WORK ORDER: The count of lines below that include the string "ceiling" is the whole answer.

[RECORD EXCERPTS Boundary: Start]

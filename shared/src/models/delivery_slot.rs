//! Delivery Slot Model

use serde::{Deserialize, Serialize};

/// Slot visibility tier
#[derive(Debug, Clone, Copy, Serialize, Deserialize, PartialEq, Eq)]
#[serde(rename_all = "SCREAMING_SNAKE_CASE")]
#[cfg_attr(feature = "db", derive(sqlx::Type))]
#[cfg_attr(feature = "db", sqlx(rename_all = "SCREAMING_SNAKE_CASE"))]
pub enum SlotType {
    /// Bookable by everyone without an active membership
    Normal,
    /// Reserved for active members
    Membership,
    /// Bookable by both tiers
    Both,
}

/// Weekly delivery time window with a hard capacity ceiling
#[derive(Debug, Clone, Serialize, Deserialize)]
#[cfg_attr(feature = "db", derive(sqlx::FromRow))]
pub struct DeliverySlot {
    pub id: i64,
    /// 0 = Sunday .. 6 = Saturday
    pub day_of_week: i32,
    /// "HH:MM"
    pub start_time: String,
    /// "HH:MM"
    pub end_time: String,
    pub slot_type: SlotType,
    /// Hard ceiling; current_bookings never exceeds it
    pub capacity: i32,
    pub current_bookings: i32,
    pub is_active: bool,
    pub created_at: i64,
    pub updated_at: i64,
}

impl DeliverySlot {
    pub fn remaining(&self) -> i32 {
        (self.capacity - self.current_bookings).max(0)
    }

    pub fn is_full(&self) -> bool {
        self.current_bookings >= self.capacity
    }
}

/// Storefront view of a slot: full slots stay visible so the customer sees
/// why a choice is blocked, but they are not selectable.
#[derive(Debug, Clone, Serialize)]
pub struct SlotAvailability {
    #[serde(flatten)]
    pub slot: DeliverySlot,
    pub remaining: i32,
    pub selectable: bool,
}
//! Membership Repository
//!
//! Exclusively owns `membership.status` mutation. Transitions are
//! conditional UPDATEs guarded on the current status: when two concurrent
//! transitions race, exactly one wins and the loser observes zero rows
//! affected and reports the post-transition state.

use sqlx::SqlitePool;

use super::{RepoError, RepoResult};
use shared::models::{Membership, MembershipCreate, MembershipPlan, MembershipStatus};

const MEMBERSHIP_SELECT: &str = "SELECT id, customer_id, membership_plan_id, status, billing_day_of_month, started_at, next_billing_date, cancelled_at, created_at, updated_at FROM membership";

pub async fn find_by_id(pool: &SqlitePool, id: i64) -> RepoResult<Option<Membership>> {
    let sql = format!("{MEMBERSHIP_SELECT} WHERE id = ?");
    let row = sqlx::query_as::<_, Membership>(&sql)
        .bind(id)
        .fetch_optional(pool)
        .await?;
    Ok(row)
}

/// Latest membership for a customer, cancelled ones included. Entitlement
/// resolution inspects the status itself.
pub async fn find_by_customer(pool: &SqlitePool, customer_id: i64) -> RepoResult<Option<Membership>> {
    let sql = format!("{MEMBERSHIP_SELECT} WHERE customer_id = ? ORDER BY created_at DESC LIMIT 1");
    let row = sqlx::query_as::<_, Membership>(&sql)
        .bind(customer_id)
        .fetch_optional(pool)
        .await?;
    Ok(row)
}

pub async fn create(pool: &SqlitePool, data: MembershipCreate) -> RepoResult<Membership> {
    if !(1..=28).contains(&data.billing_day_of_month) {
        return Err(RepoError::Validation(format!(
            "billing_day_of_month must be between 1 and 28, got {}",
            data.billing_day_of_month
        )));
    }

    let now = shared::util::now_millis();
    let id = shared::util::snowflake_id();
    sqlx::query(
        "INSERT INTO membership (id, customer_id, membership_plan_id, status, billing_day_of_month, created_at, updated_at) VALUES (?1, ?2, ?3, 'PENDING', ?4, ?5, ?5)",
    )
    .bind(id)
    .bind(data.customer_id)
    .bind(data.membership_plan_id)
    .bind(data.billing_day_of_month)
    .bind(now)
    .execute(pool)
    .await?;

    find_by_id(pool, id)
        .await?
        .ok_or_else(|| RepoError::Database("Failed to create membership".into()))
}

pub async fn find_plan_by_id(pool: &SqlitePool, id: i64) -> RepoResult<Option<MembershipPlan>> {
    let row = sqlx::query_as::<_, MembershipPlan>(
        "SELECT id, name, monthly_fee, discount_percentage, delivery_slots_per_week, includes_free_desserts, free_dessert_quantity, perks, is_active, created_at, updated_at FROM membership_plan WHERE id = ?",
    )
    .bind(id)
    .fetch_optional(pool)
    .await?;
    Ok(row)
}

/// Activate a pending membership, stamping start and billing dates.
/// Returns false if the membership was not in PENDING.
pub async fn try_activate(
    pool: &SqlitePool,
    id: i64,
    started_at: i64,
    next_billing_date: &str,
) -> RepoResult<bool> {
    let now = shared::util::now_millis();
    let result = sqlx::query(
        "UPDATE membership SET status = 'ACTIVE', started_at = ?1, next_billing_date = ?2, updated_at = ?3 WHERE id = ?4 AND status = 'PENDING'",
    )
    .bind(started_at)
    .bind(next_billing_date)
    .bind(now)
    .bind(id)
    .execute(pool)
    .await?;
    Ok(result.rows_affected() > 0)
}

/// Move between ACTIVE and FROZEN. Returns false if the membership was
/// not in the expected source status.
pub async fn try_set_status(
    pool: &SqlitePool,
    id: i64,
    from: MembershipStatus,
    to: MembershipStatus,
) -> RepoResult<bool> {
    let now = shared::util::now_millis();
    let result = sqlx::query(
        "UPDATE membership SET status = ?1, updated_at = ?2 WHERE id = ?3 AND status = ?4",
    )
    .bind(to.as_str())
    .bind(now)
    .bind(id)
    .bind(from.as_str())
    .execute(pool)
    .await?;
    Ok(result.rows_affected() > 0)
}

/// Cancel from ACTIVE or FROZEN (terminal). Returns false if the
/// membership was already cancelled or still pending.
pub async fn try_cancel(pool: &SqlitePool, id: i64, cancelled_at: i64) -> RepoResult<bool> {
    let now = shared::util::now_millis();
    let result = sqlx::query(
        "UPDATE membership SET status = 'CANCELLED', cancelled_at = ?1, updated_at = ?2 WHERE id = ?3 AND status IN ('ACTIVE', 'FROZEN')",
    )
    .bind(cancelled_at)
    .bind(now)
    .bind(id)
    .execute(pool)
    .await?;
    Ok(result.rows_affected() > 0)
}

[RECORD EXCERPTS Boundary: End]

REPLY TO THE EXERCISE: 2